▶ Task details
Find each line of the entries with the string "unit", please, and copy it.

▶ Data records
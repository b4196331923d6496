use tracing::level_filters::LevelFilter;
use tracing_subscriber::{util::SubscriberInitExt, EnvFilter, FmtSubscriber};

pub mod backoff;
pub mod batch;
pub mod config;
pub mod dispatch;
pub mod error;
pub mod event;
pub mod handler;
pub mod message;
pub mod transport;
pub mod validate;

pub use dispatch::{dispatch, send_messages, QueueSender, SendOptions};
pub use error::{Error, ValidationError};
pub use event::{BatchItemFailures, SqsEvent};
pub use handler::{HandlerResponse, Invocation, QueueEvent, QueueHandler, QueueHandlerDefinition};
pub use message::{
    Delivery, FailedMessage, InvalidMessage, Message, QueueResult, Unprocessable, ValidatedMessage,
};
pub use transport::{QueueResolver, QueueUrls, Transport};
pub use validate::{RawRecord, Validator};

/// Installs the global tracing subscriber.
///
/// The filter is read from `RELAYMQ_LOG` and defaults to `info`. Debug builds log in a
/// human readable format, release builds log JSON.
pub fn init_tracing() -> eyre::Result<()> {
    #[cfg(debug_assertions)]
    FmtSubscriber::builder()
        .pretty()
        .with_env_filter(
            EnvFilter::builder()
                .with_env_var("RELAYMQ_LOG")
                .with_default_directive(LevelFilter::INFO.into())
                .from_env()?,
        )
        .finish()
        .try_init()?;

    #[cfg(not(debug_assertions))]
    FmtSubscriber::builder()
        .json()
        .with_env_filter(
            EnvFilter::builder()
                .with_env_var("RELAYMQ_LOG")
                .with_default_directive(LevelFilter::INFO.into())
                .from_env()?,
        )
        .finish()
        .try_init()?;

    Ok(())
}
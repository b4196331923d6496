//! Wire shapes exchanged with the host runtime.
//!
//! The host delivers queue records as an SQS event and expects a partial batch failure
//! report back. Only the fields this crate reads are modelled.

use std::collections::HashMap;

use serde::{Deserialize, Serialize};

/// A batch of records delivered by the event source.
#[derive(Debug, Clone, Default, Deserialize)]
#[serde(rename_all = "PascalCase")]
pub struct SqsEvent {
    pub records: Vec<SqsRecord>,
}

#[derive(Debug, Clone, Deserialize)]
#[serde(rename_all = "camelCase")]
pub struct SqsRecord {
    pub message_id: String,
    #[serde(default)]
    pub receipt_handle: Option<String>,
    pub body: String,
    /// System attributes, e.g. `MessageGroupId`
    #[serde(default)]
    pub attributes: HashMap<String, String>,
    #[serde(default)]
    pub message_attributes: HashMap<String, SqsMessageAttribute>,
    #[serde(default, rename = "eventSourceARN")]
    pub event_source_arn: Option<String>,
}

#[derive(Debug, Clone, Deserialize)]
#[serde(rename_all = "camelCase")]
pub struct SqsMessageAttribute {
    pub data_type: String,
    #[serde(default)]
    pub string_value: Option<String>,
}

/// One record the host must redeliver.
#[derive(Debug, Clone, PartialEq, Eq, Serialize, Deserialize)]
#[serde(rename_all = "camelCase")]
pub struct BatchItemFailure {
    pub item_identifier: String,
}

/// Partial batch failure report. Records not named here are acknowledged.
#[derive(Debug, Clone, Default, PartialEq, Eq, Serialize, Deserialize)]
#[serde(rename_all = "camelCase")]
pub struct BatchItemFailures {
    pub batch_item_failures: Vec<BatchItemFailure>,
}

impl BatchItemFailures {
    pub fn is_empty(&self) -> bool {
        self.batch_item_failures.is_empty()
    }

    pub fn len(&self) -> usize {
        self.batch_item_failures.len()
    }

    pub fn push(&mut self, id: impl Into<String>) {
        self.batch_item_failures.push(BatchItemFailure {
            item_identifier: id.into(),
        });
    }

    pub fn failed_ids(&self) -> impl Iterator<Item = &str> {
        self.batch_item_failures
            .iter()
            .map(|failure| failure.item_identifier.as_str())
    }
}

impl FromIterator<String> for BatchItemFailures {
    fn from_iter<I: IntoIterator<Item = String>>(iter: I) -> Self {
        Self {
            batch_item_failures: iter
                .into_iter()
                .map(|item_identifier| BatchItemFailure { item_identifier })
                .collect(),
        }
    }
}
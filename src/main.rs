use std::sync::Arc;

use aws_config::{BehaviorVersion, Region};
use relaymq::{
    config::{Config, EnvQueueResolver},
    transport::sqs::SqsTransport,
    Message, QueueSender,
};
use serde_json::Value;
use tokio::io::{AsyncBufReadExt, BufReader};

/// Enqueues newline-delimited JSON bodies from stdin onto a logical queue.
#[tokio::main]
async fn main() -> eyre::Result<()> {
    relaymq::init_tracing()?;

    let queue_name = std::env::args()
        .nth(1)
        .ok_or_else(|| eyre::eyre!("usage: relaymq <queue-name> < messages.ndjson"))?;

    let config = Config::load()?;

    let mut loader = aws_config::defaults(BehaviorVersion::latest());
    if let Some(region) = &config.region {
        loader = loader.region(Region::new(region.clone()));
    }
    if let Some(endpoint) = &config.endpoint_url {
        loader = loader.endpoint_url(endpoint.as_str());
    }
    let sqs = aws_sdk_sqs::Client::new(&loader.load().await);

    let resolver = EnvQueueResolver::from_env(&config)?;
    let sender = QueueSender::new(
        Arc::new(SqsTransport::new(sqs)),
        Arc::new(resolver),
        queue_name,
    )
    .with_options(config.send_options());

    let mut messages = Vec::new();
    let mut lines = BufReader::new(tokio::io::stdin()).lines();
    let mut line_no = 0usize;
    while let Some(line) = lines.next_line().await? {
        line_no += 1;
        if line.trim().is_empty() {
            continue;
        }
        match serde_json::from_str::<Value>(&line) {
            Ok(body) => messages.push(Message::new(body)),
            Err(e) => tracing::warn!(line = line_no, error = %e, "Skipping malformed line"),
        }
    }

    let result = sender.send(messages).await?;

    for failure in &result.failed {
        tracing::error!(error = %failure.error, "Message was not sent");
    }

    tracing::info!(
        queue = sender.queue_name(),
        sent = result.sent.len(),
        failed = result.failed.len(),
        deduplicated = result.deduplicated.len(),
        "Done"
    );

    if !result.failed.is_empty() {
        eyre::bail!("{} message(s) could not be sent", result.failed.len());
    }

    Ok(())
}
...
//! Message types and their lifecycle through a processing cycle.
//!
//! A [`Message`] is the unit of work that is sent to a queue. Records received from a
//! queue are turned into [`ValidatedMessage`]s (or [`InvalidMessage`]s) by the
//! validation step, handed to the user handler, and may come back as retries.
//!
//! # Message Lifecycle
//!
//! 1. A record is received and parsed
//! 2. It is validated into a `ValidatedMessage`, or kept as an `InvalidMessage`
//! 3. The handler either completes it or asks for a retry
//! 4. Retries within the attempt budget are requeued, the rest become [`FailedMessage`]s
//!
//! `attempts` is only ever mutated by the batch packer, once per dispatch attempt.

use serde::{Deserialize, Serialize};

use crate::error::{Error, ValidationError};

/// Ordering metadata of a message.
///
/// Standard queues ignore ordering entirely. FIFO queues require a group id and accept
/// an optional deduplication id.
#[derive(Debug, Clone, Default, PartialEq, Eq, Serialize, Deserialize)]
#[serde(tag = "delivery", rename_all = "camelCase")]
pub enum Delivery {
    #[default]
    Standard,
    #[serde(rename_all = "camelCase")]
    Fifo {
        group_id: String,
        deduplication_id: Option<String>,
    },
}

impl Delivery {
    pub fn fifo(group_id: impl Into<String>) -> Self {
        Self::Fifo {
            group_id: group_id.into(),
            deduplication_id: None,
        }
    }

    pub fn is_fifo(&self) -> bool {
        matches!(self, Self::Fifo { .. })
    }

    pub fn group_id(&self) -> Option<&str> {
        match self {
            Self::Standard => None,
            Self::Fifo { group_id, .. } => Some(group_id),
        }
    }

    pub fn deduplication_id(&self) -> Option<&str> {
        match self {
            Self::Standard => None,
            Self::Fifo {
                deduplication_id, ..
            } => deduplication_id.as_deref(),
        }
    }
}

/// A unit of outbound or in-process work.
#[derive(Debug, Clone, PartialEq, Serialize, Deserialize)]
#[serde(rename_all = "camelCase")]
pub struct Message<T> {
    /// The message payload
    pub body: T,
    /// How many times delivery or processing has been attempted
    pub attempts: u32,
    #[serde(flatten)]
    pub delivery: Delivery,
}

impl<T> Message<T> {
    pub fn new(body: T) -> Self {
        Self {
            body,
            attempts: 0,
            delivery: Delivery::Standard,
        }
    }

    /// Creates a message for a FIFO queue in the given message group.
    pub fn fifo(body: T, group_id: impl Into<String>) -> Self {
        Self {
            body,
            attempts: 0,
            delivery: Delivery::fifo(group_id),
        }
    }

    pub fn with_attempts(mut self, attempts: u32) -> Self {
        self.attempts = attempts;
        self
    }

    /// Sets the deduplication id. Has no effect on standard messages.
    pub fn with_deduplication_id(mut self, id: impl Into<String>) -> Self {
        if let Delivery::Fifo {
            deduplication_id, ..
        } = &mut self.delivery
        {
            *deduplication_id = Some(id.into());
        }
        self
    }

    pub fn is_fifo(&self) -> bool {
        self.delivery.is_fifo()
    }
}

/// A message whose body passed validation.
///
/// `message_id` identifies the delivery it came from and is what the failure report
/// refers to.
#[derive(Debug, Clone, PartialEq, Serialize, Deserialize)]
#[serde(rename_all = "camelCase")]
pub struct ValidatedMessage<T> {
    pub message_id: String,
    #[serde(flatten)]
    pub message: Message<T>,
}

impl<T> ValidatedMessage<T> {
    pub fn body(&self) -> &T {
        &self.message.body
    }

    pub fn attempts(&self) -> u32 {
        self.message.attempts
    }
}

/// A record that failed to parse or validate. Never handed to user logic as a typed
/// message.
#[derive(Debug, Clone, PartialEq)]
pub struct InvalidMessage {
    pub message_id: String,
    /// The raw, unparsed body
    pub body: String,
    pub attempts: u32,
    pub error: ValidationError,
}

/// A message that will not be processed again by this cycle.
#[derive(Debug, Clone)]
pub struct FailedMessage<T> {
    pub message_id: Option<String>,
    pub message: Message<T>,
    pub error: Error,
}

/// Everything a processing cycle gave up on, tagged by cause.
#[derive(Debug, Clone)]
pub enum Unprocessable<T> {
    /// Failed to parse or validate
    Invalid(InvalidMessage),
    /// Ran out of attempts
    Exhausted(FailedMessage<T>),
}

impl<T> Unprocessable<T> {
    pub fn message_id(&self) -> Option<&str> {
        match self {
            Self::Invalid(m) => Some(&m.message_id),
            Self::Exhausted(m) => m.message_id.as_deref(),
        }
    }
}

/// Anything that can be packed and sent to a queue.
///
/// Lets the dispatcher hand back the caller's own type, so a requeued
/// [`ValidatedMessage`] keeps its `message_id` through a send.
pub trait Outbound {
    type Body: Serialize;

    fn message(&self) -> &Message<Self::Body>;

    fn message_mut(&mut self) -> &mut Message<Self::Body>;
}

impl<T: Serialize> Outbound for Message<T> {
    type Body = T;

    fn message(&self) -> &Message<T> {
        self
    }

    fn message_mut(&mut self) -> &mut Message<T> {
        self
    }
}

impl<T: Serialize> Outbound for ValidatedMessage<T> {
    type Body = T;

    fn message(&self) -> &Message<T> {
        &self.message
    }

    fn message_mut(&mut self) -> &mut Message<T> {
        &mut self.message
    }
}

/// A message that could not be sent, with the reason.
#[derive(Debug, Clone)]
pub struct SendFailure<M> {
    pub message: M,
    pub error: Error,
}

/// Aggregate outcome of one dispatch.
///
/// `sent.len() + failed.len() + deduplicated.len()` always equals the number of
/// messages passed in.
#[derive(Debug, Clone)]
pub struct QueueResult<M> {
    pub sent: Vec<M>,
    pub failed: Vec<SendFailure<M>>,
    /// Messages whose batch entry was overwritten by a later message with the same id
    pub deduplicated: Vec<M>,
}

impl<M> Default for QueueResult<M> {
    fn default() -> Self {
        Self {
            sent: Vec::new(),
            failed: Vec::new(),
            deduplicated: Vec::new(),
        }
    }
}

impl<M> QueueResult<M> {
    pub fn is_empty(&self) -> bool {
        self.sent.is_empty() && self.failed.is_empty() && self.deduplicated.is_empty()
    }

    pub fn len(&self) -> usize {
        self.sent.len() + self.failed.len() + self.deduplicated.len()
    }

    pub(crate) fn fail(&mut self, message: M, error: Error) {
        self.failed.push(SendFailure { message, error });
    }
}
* * *
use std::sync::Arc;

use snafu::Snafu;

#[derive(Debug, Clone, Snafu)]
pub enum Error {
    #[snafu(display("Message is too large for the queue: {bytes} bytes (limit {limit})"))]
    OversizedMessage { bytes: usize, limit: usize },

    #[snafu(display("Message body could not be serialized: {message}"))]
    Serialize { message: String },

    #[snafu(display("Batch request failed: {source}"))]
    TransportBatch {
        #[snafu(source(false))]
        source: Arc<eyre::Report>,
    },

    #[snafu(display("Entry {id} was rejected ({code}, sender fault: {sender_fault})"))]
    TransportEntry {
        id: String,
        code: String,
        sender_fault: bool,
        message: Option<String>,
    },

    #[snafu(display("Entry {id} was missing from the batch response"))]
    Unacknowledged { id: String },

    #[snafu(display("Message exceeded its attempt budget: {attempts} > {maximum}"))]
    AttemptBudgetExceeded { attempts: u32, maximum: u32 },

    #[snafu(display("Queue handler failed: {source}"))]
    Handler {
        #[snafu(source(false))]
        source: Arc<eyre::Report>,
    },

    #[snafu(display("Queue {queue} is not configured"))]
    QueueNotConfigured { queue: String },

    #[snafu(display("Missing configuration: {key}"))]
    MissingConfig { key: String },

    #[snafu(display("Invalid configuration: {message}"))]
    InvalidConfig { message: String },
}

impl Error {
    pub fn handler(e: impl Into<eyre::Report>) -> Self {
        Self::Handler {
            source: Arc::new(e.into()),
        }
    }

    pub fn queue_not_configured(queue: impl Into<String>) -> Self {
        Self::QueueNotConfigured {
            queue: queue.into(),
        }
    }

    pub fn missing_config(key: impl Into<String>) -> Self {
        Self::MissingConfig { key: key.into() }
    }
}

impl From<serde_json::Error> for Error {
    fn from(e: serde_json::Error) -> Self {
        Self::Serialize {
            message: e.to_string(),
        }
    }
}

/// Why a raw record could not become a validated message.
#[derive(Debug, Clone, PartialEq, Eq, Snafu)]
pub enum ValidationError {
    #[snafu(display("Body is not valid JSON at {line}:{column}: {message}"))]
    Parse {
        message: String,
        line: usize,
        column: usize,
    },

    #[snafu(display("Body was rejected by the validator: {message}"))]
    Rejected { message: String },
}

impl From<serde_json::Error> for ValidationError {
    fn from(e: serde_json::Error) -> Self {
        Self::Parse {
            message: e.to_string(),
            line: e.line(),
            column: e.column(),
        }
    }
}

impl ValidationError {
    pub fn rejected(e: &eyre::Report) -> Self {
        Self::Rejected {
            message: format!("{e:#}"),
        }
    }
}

▶ Solved problem
//! A [`Message`] is the unit of work that is sent to a queue. Records received from a
/// A unit of outbound or in-process work.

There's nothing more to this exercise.